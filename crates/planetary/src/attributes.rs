//! Physical attribute derivation
//!
//! Mass, radius and density are sampled independently from the class
//! profile; everything else is derived from those samples (or drawn from
//! class-independent ranges). Stored values are rounded for display, but the
//! derivations always run on the unrounded samples.

use rand::Rng;
use rand::seq::IndexedRandom;
use rand_chacha::ChaChaRng;
use serde::{Deserialize, Serialize};
use units::{Length, Temperature, Time, round_to};

use crate::composition_class::CompositionClass;

/// Earth-radius-to-AU factor applied to satellite orbit radii before the
/// period estimate.
pub const SATELLITE_RADIUS_TO_AU: f64 = 0.000_004_65;

/// Equilibrium temperature of a body at 1 AU, in Kelvin.
pub const TEMPERATURE_AT_ONE_AU: f64 = 288.0;

/// Rotation period range in hours, shared by every class.
pub const ROTATION_PERIOD_HOURS: (f64, f64) = (10.0, 1000.0);

/// Temperature range in Kelvin drawn for satellites.
pub const SATELLITE_TEMPERATURE: (f64, f64) = (50.0, 250.0);

/// What a body orbits, which decides how period and temperature are derived.
#[derive(Debug, Clone, Copy, PartialEq)]
pub enum OrbitContext {
    /// Orbits the star directly.
    Primary { orbit_radius: Length },
    /// Orbits another body. `parent_radius` is the parent's radius in Earth
    /// radii, when known.
    Satellite {
        orbit_radius: Length,
        parent_radius: Option<f64>,
    },
}

impl OrbitContext {
    pub fn orbit_radius(&self) -> Length {
        match self {
            OrbitContext::Primary { orbit_radius } => *orbit_radius,
            OrbitContext::Satellite { orbit_radius, .. } => *orbit_radius,
        }
    }

    pub fn is_satellite(&self) -> bool {
        matches!(self, OrbitContext::Satellite { .. })
    }
}

/// Derived physical characteristics of a planet or moon, in Earth-normalized units.
#[derive(Debug, Clone, PartialEq, Serialize, Deserialize)]
#[serde(rename_all = "camelCase")]
pub struct BodyAttributes {
    /// Mass in Earth masses (M⊕)
    pub mass: f64,
    /// Radius in Earth radii (R⊕)
    pub radius: f64,
    /// Bulk density in g/cm³
    pub density: f64,
    /// Surface gravity in g
    pub surface_gravity: f64,
    /// Escape velocity as a multiple of Earth's
    pub escape_velocity: f64,
    /// Sidereal rotation period in hours
    pub rotation_period: f64,
    pub orbital_period: Time,
    pub temperature: Temperature,
    pub atmosphere: String,
    pub core_composition: String,
}

/// Sample uniformly from the closed interval `[min, max]`.
pub(crate) fn sample_range(rng: &mut ChaChaRng, (min, max): (f64, f64)) -> f64 {
    if min >= max {
        return min;
    }
    rng.random_range(min..=max)
}

/// Sample and derive the attributes of a body of `class` in the given orbit.
///
/// # Derivations
/// * gravity = M / R²
/// * escape velocity = √(2 · g · R)
/// * primary orbit: P = √(r³) years, T = 288 K / √r
/// * satellite orbit: r is rescaled by [`SATELLITE_RADIUS_TO_AU`] and the
///   parent's radius, P = √(r³) expressed in days, T uniform in 50–250 K
///
/// # Example
/// ```
/// use rand::SeedableRng;
/// use rand_chacha::ChaChaRng;
/// use planetary::{CompositionClass, OrbitContext, derive_attributes};
/// use units::Length;
///
/// let mut rng = ChaChaRng::seed_from_u64(1);
/// let earthlike = derive_attributes(
///     &mut rng,
///     CompositionClass::Rock,
///     OrbitContext::Primary { orbit_radius: Length::from_au(1.0) },
/// );
/// assert_eq!(earthlike.temperature.to_kelvin(), 288.0);
/// assert_eq!(earthlike.orbital_period.to_years(), 1.0);
/// ```
pub fn derive_attributes(
    rng: &mut ChaChaRng,
    class: CompositionClass,
    context: OrbitContext,
) -> BodyAttributes {
    let profile = class.profile();

    let mass = sample_range(rng, profile.mass);
    let radius = sample_range(rng, profile.radius);
    let density = sample_range(rng, profile.density);

    let surface_gravity = mass / radius.powi(2);
    let escape_velocity = (2.0 * surface_gravity * radius).sqrt();

    let rotation_period = sample_range(rng, ROTATION_PERIOD_HOURS);
    let atmosphere = profile.atmospheres.choose(rng).copied().unwrap_or("None");

    let (orbital_period, temperature) = match context {
        OrbitContext::Primary { orbit_radius } => {
            let r = orbit_radius.to_au();
            let years = r.powi(3).sqrt();
            let kelvin = TEMPERATURE_AT_ONE_AU / r.sqrt();
            (Time::from_years(round_to(years, 3)), kelvin)
        }
        OrbitContext::Satellite {
            orbit_radius,
            parent_radius,
        } => {
            let r = orbit_radius.to_au() * SATELLITE_RADIUS_TO_AU * parent_radius.unwrap_or(1.0);
            let days = Time::from_years(r.powi(3).sqrt()).to_days();
            let kelvin = sample_range(rng, SATELLITE_TEMPERATURE);
            (Time::from_days(round_to(days, 3)), kelvin)
        }
    };

    BodyAttributes {
        mass: round_to(mass, 3),
        radius: round_to(radius, 3),
        density: round_to(density, 3),
        surface_gravity: round_to(surface_gravity, 3),
        escape_velocity: round_to(escape_velocity, 3),
        rotation_period: round_to(rotation_period, 1),
        orbital_period,
        temperature: Temperature::from_kelvin(round_to(temperature, 1)),
        atmosphere: atmosphere.to_string(),
        core_composition: profile.core_composition.to_string(),
    }
}
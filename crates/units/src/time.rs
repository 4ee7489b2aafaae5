use serde::{Deserialize, Serialize};
use std::ops::{Add, Mul};

pub const DAYS_PER_YEAR: f64 = 365.25;

/// A duration, stored in years.
///
/// Orbital periods of primaries are naturally expressed in years and those of
/// satellites in days; both are held as `Time` and the caller picks the unit
/// when presenting.
///
/// # Examples
///
/// ```rust
/// use units::Time;
///
/// let year = Time::from_years(1.0);
/// assert_eq!(year.to_days(), 365.25);
/// ```
#[derive(Debug, Clone, Copy, PartialEq, PartialOrd, Serialize, Deserialize)]
#[serde(transparent)]
pub struct Time(f64); // Base unit: Years

impl Time {
    pub fn zero() -> Self {
        Self(0.0)
    }

    pub fn from_years(value: f64) -> Self {
        Self(value)
    }

    pub fn from_days(value: f64) -> Self {
        Self(value / DAYS_PER_YEAR)
    }

    pub fn to_years(&self) -> f64 {
        self.0
    }

    pub fn to_days(&self) -> f64 {
        self.0 * DAYS_PER_YEAR
    }
}

impl Add for Time {
    type Output = Time;

    fn add(self, rhs: Time) -> Time {
        Time(self.0 + rhs.0)
    }
}

impl Mul<f64> for Time {
    type Output = Time;

    fn mul(self, rhs: f64) -> Time {
        Time(self.0 * rhs)
    }
}
use serde::{Deserialize, Serialize};
use std::ops::{Add, Div, Mul, Sub};

/// A distance, stored in astronomical units.
///
/// Orbit radii of planets, satellites and sub-planets are all held as
/// `Length`.
///
/// # Examples
///
/// ```rust
/// use units::Length;
///
/// let orbit = Length::from_au(1.0);
/// let moon_orbit = Length::from_au(60.0 / 215.0);
///
/// assert!(moon_orbit < orbit);
/// ```
#[derive(Debug, Clone, Copy, PartialEq, PartialOrd, Deserialize, Serialize)]
#[serde(transparent)]
pub struct Length(f64); // Base unit: AU

impl Length {
    /// Creates a zero length value
    pub fn zero() -> Self {
        Self(0.0)
    }

    /// Creates a new `Length` from a value in astronomical units.
    pub fn from_au(value: f64) -> Self {
        Self(value)
    }

    /// Returns the length in astronomical units.
    pub fn to_au(&self) -> f64 {
        self.0
    }

    /// Raise to integer power (returns dimensionless f64)
    pub fn powi(&self, n: i32) -> f64 {
        self.0.powi(n)
    }
}

impl Add for Length {
    type Output = Length;

    fn add(self, rhs: Length) -> Length {
        Length(self.0 + rhs.0)
    }
}

impl Sub for Length {
    type Output = Length;

    fn sub(self, rhs: Length) -> Length {
        Length(self.0 - rhs.0)
    }
}

impl Mul<f64> for Length {
    type Output = Length;

    fn mul(self, rhs: f64) -> Length {
        Length(self.0 * rhs)
    }
}

impl Div<f64> for Length {
    type Output = Length;

    fn div(self, rhs: f64) -> Length {
        Length(self.0 / rhs)
    }
}

/// Division of Length by Length returns a dimensionless ratio
impl Div for Length {
    type Output = f64;

    fn div(self, rhs: Self) -> f64 {
        self.0 / rhs.0
    }
}

impl std::fmt::Display for Length {
    fn fmt(&self, f: &mut std::fmt::Formatter<'_>) -> std::fmt::Result {
        write!(f, "{:.3} AU", self.0)
    }
}
//! Fixed-precision rounding for presented quantities.

/// Round `value` to `places` decimal places (half away from zero).
///
/// Used only when storing a derived figure for display; callers keep the
/// unrounded value for any further derivation.
///
/// ```rust
/// use units::round_to;
///
/// assert_eq!(round_to(1.23456, 3), 1.235);
/// assert_eq!(round_to(287.96, 1), 288.0);
/// ```
pub fn round_to(value: f64, places: u32) -> f64 {
    let scale = 10_f64.powi(places as i32);
    (value * scale).round() / scale
}
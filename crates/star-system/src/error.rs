use std::fmt;

#[derive(Debug)]
pub enum SystemError {
    /// No body with this name exists in the system.
    UnknownBody(String),
    /// No system with this name exists in the universe.
    UnknownSystem(String),
    /// The named body exists but is not a ship.
    NotAShip(String),
    /// The named body has no surface to scan (stars and ships).
    NotScannable(String),
    /// A universe snapshot could not be written or read.
    Snapshot(serde_json::Error),
}

impl fmt::Display for SystemError {
    fn fmt(&self, f: &mut fmt::Formatter<'_>) -> fmt::Result {
        match self {
            SystemError::UnknownBody(name) => write!(f, "no body named '{}'", name),
            SystemError::UnknownSystem(name) => write!(f, "no system named '{}'", name),
            SystemError::NotAShip(name) => write!(f, "'{}' is not a ship", name),
            SystemError::NotScannable(name) => write!(f, "'{}' has no surface to scan", name),
            SystemError::Snapshot(e) => write!(f, "snapshot error: {}", e),
        }
    }
}

impl std::error::Error for SystemError {
    fn source(&self) -> Option<&(dyn std::error::Error + 'static)> {
        match self {
            SystemError::Snapshot(e) => Some(e),
            _ => None,
        }
    }
}

impl From<serde_json::Error> for SystemError {
    fn from(e: serde_json::Error) -> Self {
        SystemError::Snapshot(e)
    }
}
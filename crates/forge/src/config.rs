//! Generator configuration
//!
//! Every tunable of the hierarchy generator lives in [`GeneratorConfig`]. The
//! struct deserializes with `#[serde(default)]`, so a TOML file only has to
//! name the keys it changes:
//!
//! ```toml
//! max_satellite_depth = 3
//! spectral_classes = ["G", "K", "M"]
//!
//! [satellite_means]
//! gas = 5.0
//! ```

use std::path::Path;

use planetary::CompositionClass;
use serde::{Deserialize, Serialize};
use stellar::SpectralType;

use crate::error::GenerationError;

/// One Earth radius in AU, as used for satellite and sub-planet orbit ranges.
const EARTH_RADIUS_AU: f64 = 1.0 / 215.0;

#[derive(Debug, Clone, PartialEq, Serialize, Deserialize)]
#[serde(default)]
pub struct GeneratorConfig {
    // ── Star ─────────────────────────────────────────────────────────────────
    pub spectral_classes: Vec<SpectralType>,

    // ── Planets ──────────────────────────────────────────────────────────────
    /// Orbit radius the first gap is added to (AU)
    pub first_orbit_au: f64,
    /// Gap between successive planets, drawn uniformly (AU)
    pub orbit_gap_au: (f64, f64),
    /// Planets inside this radius use the inner class table (AU)
    pub orbit_threshold_au: f64,
    pub inner_classes: Vec<CompositionClass>,
    pub inner_weights: Vec<f64>,
    pub outer_classes: Vec<CompositionClass>,
    pub outer_weights: Vec<f64>,

    // ── Satellites ───────────────────────────────────────────────────────────
    pub satellite_means: SatelliteMeans,
    pub moon_orbit_au: (f64, f64),
    /// Deepest satellite level below a planet
    pub max_satellite_depth: usize,

    // ── Sub-planets ──────────────────────────────────────────────────────────
    pub sub_planets: SubPlanetConfig,
}

impl Default for GeneratorConfig {
    fn default() -> Self {
        Self {
            spectral_classes: SpectralType::ALL.to_vec(),
            first_orbit_au: 0.3,
            orbit_gap_au: (0.2, 1.5),
            orbit_threshold_au: 2.0,
            inner_classes: vec![CompositionClass::Rock, CompositionClass::Metal],
            inner_weights: vec![0.8, 0.2],
            outer_classes: vec![
                CompositionClass::Gas,
                CompositionClass::Ice,
                CompositionClass::Rock,
            ],
            outer_weights: vec![0.5, 0.3, 0.2],
            satellite_means: SatelliteMeans::default(),
            moon_orbit_au: (5.0 * EARTH_RADIUS_AU, 60.0 * EARTH_RADIUS_AU),
            max_satellite_depth: 5,
            sub_planets: SubPlanetConfig::default(),
        }
    }
}

/// Poisson mean of the satellite count, per composition class.
#[derive(Debug, Clone, Copy, PartialEq, Serialize, Deserialize)]
#[serde(default)]
pub struct SatelliteMeans {
    pub gas: f64,
    pub ice: f64,
    pub rock: f64,
    pub metal: f64,
    pub moon: f64,
}

impl Default for SatelliteMeans {
    fn default() -> Self {
        Self {
            gas: 3.0,
            ice: 2.0,
            rock: 0.5,
            metal: 0.3,
            moon: 0.0,
        }
    }
}

impl SatelliteMeans {
    pub fn mean(&self, class: CompositionClass) -> f64 {
        match class {
            CompositionClass::Gas => self.gas,
            CompositionClass::Ice => self.ice,
            CompositionClass::Rock => self.rock,
            CompositionClass::Metal => self.metal,
            CompositionClass::Moon => self.moon,
        }
    }

    fn iter(&self) -> impl Iterator<Item = (CompositionClass, f64)> + '_ {
        CompositionClass::ALL.iter().map(|class| (*class, self.mean(*class)))
    }
}

/// Extra Rock bodies attached to heavy gas giants.
#[derive(Debug, Clone, Copy, PartialEq, Serialize, Deserialize)]
#[serde(default)]
pub struct SubPlanetConfig {
    /// Gas giants heavier than this (M⊕) receive sub-planets
    pub mass_threshold: f64,
    pub max_count: usize,
    pub orbit_au: (f64, f64),
}

impl Default for SubPlanetConfig {
    fn default() -> Self {
        Self {
            mass_threshold: 100.0,
            max_count: 3,
            orbit_au: (1.5 * EARTH_RADIUS_AU, 5.0 * EARTH_RADIUS_AU),
        }
    }
}

impl GeneratorConfig {
    pub fn from_toml_str(source: &str) -> Result<Self, GenerationError> {
        let config: GeneratorConfig = toml::from_str(source)?;
        config.validate()?;
        Ok(config)
    }

    pub fn from_toml_file(path: impl AsRef<Path>) -> Result<Self, GenerationError> {
        let source = std::fs::read_to_string(path)?;
        Self::from_toml_str(&source)
    }

    /// Limit star generation to the named spectral classes, e.g. `["G", "K"]`.
    pub fn restrict_spectral_classes<'a>(
        &mut self,
        labels: impl IntoIterator<Item = &'a str>,
    ) -> Result<(), GenerationError> {
        let classes = labels
            .into_iter()
            .map(str::parse::<SpectralType>)
            .collect::<Result<Vec<_>, _>>()?;
        if classes.is_empty() {
            return Err(GenerationError::invalid("spectral_classes", "no classes given"));
        }
        self.spectral_classes = classes;
        Ok(())
    }

    /// Reject values that would leave generation undefined.
    pub fn validate(&self) -> Result<(), GenerationError> {
        if self.spectral_classes.is_empty() {
            return Err(GenerationError::invalid("spectral_classes", "must not be empty"));
        }
        check_non_negative("first_orbit_au", self.first_orbit_au)?;
        check_range("orbit_gap_au", self.orbit_gap_au)?;
        if !self.orbit_threshold_au.is_finite() {
            return Err(GenerationError::invalid("orbit_threshold_au", "must be finite"));
        }
        check_weights("inner_weights", &self.inner_classes, &self.inner_weights)?;
        check_weights("outer_weights", &self.outer_classes, &self.outer_weights)?;

        for (class, mean) in self.satellite_means.iter() {
            if !(mean.is_finite() && mean >= 0.0) {
                return Err(GenerationError::invalid(
                    "satellite_means",
                    format!("{} mean must be a non-negative number, got {}", class, mean),
                ));
            }
        }
        check_range("moon_orbit_au", self.moon_orbit_au)?;

        if self.sub_planets.max_count == 0 {
            return Err(GenerationError::invalid("sub_planets.max_count", "must be at least 1"));
        }
        if self.sub_planets.mass_threshold.is_nan() {
            return Err(GenerationError::invalid("sub_planets.mass_threshold", "must be a number"));
        }
        check_range("sub_planets.orbit_au", self.sub_planets.orbit_au)?;
        Ok(())
    }
}

fn check_non_negative(field: &'static str, value: f64) -> Result<(), GenerationError> {
    if value.is_finite() && value >= 0.0 {
        Ok(())
    } else {
        Err(GenerationError::invalid(field, format!("must be a non-negative number, got {}", value)))
    }
}

fn check_range(field: &'static str, (min, max): (f64, f64)) -> Result<(), GenerationError> {
    check_non_negative(field, min)?;
    check_non_negative(field, max)?;
    if min > max {
        return Err(GenerationError::invalid(field, format!("empty range [{}, {}]", min, max)));
    }
    Ok(())
}

fn check_weights(
    field: &'static str,
    classes: &[CompositionClass],
    weights: &[f64],
) -> Result<(), GenerationError> {
    if classes.is_empty() {
        return Err(GenerationError::invalid(field, "no classes to choose from"));
    }
    if classes.len() != weights.len() {
        return Err(GenerationError::invalid(
            field,
            format!("{} weights for {} classes", weights.len(), classes.len()),
        ));
    }
    if weights.iter().any(|w| !(w.is_finite() && *w >= 0.0)) {
        return Err(GenerationError::invalid(field, "weights must be non-negative numbers"));
    }
    if weights.iter().sum::<f64>() <= 0.0 {
        return Err(GenerationError::invalid(field, "weights must not sum to zero"));
    }
    Ok(())
}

## TASK
Please restate only the opening stretch of the records above: every line from the first through the one containing "the unrounded samples.", exactly as written.

## RESULT
filename crates/planetary/src/attributes.rs
//! Physical attribute derivation
//!
//! Mass, radius and density are sampled independently from the class
//! profile; everything else is derived from those samples (or drawn from
//! class-independent ranges). Stored values are rounded for display, but the
//! derivations always run on the unrounded samples.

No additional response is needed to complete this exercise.